# Stirling 60 completed



## Fingers (May 30, 2011)

Hi i have just finished my latest build a Stirling 60 designed by Jeroen jonkman with some minor changes that i made . I found the plans for it in the downloads section of this site. I contacted him recently to tell him i have finished his design and it seems I might be the first to have build it I just wanted to share it here as it is a very nice little runner and a nice design.
Regards Jamie


----------



## nh_eng (May 30, 2011)

Jamie,

Very nice implementation. Excellent quality - boy I have a lot to learn!

Paul


----------



## stevehuckss396 (May 30, 2011)

Lots of brass, I like it!


----------



## steamer (May 30, 2011)

stevehuckss396  said:
			
		

> Lots of brass, I like it!




I was going to say the same thing!

Dave


----------



## b.lindsey (May 30, 2011)

Nice build Jamie. Any chance of posting a video of it running? 

Bill


----------



## Dave420g (May 31, 2011)

Jamie,

Nice work :bow:

That one is next on my to-do list. I would appreciate any advice based on your experience. Did you have to make any changes to the drawings etc?
Did it run 1st time or did you have to tweak something to get it running?

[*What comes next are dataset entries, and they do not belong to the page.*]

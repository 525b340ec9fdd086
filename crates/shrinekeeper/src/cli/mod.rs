//! CLI command implementations, one module per command.

pub mod config;
pub mod event;
pub mod scan;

Looking forward to seeing a video 

Dave


----------



## ShedBoy (May 31, 2011)

Beautiful work, would love to see a video.
Brock


----------



## Fingers (May 31, 2011)

Thanks everybody for your comments.
 I am just loading it to youtube now so i will have a link to post soon for the video soon.
Regards making it the only difference i made from the plans apart from the base were I made a graphite piston instead of brass. I did have some trouble trying to get it to run but when i contacted the designer he advised me I had to much friction, with a new better fitting displacer cast iron bearing and steel rod it worked a treat.
regards


----------



## Fingers (May 31, 2011)

Here is the link to the video as requested and a few more pictures
Jamie
[ame]http://www.youtube.com/user/finn535?feature=mhee#p/a/u/0/I96fmH-3-jI[/ame]


----------



## robwilk (May 31, 2011)

Jamie very nice :bow:. I am half way through building this beautiful engine myself I am waiting to get a mill to finish it off hopefully this summer.
Is there anything I should watch out for when building.
Any advice would be gratefully received.
Thank you for sharing your build.

Rob.......


----------



## arnoldb (May 31, 2011)

Very well done indeed Jamie Thm: ;D

This engine is on my own to-build list; I just need to find the bearings for the crankshaft...

Kind regards, Arnold


----------



## dgjessing (May 31, 2011)

Beautiful! :bow:


----------



## moanaman (May 31, 2011)

That is a magnificent model. Hand made, simple, beautifully finished,it works - a real piece of art
Barry G


----------



## Orrin (May 31, 2011)

Beautiful! Well done, Jamie.
  Orrin


----------



## krv3000 (Jun 1, 2011)

HI and well dun :bow:


----------



## Fingers (Jun 1, 2011)

Cheers everybody for the comments.
Rob if your wondering about any problems I had when I made this. My biggest problem was the first bearing I drilled for the displacer had a run off which was causing me to much friction. I made a new one using 3mm silver steel for the rod the I lapped the 3mm CI bearing with some fine grinding paste, this really helped me get it running. Also there are a couple of dimensions for linkages missing. Im not sure which ones of the top of my head If you run into them, you tell me and I will give you the measurements off mine.
I also changed from a brass power piston to a graphite piston.
I have also not used any soldering just high temp loctite bearing retainer ,this is working fine with no problems after many hours of running. If I think of anything else I will update feel free to ask
Regards jamie


----------



## jonesie (Jun 1, 2011)

jamie nice job and fun to watch run, looks real good, and like all the brass and the finish.i would like to build one like it soon, where are the plans available.again nice job very nice work. jonesie


----------



## cfellows (Jun 2, 2011)

Lovely bit of work, that! Looks like a jewell. What is the bore of the power piston?

Chuck


----------



## chads (Jun 3, 2011)

Very well done !!!  

I am also considering building this engine. I already picked up a couple test tubes at a local hobby shop for it. 


Don
(Chads)


----------



## Fingers (Jun 3, 2011)

Thanks again everyone here is the link to the plans as requested to make it easier for people to find them.
http://www.homemodelenginemachinist.com/index.php?action=tpmod;dl=item270
Regards Jamie


----------



## jonesie (Jun 3, 2011)

jamie thanks for the link for the build prints. jonesie


----------



## Fingers (Jun 30, 2011)

Hi just wondering has anybody else got around to completing this yet.I would love to see another re-make 
Regards Jamie


----------



## willburrrr2003 (Jun 30, 2011)

Stunning, very very appealing to the eye :bow: I can't wait to see the vid of it running!

Regards,

  Will R.


----------



## d-m (Jun 30, 2011)

That is one nice runner really nice job.
Dave


----------



## TravisT (Jul 5, 2011)

Thanks for posting the video and plans. That's a beautiful piece of machinery you built there. I'm just now getting into model engines and hopefully someday, I can build on like that.


----------



## Fingers (Jul 6, 2011)

Thanks Travis
Since you are just getting into model engines you are definetlly in the right place. The amount of friendly help and information you can get here is almost endless from all the different people with various opinions and backgrounds. Welcome aboard ! and happy building .
Jamie


----------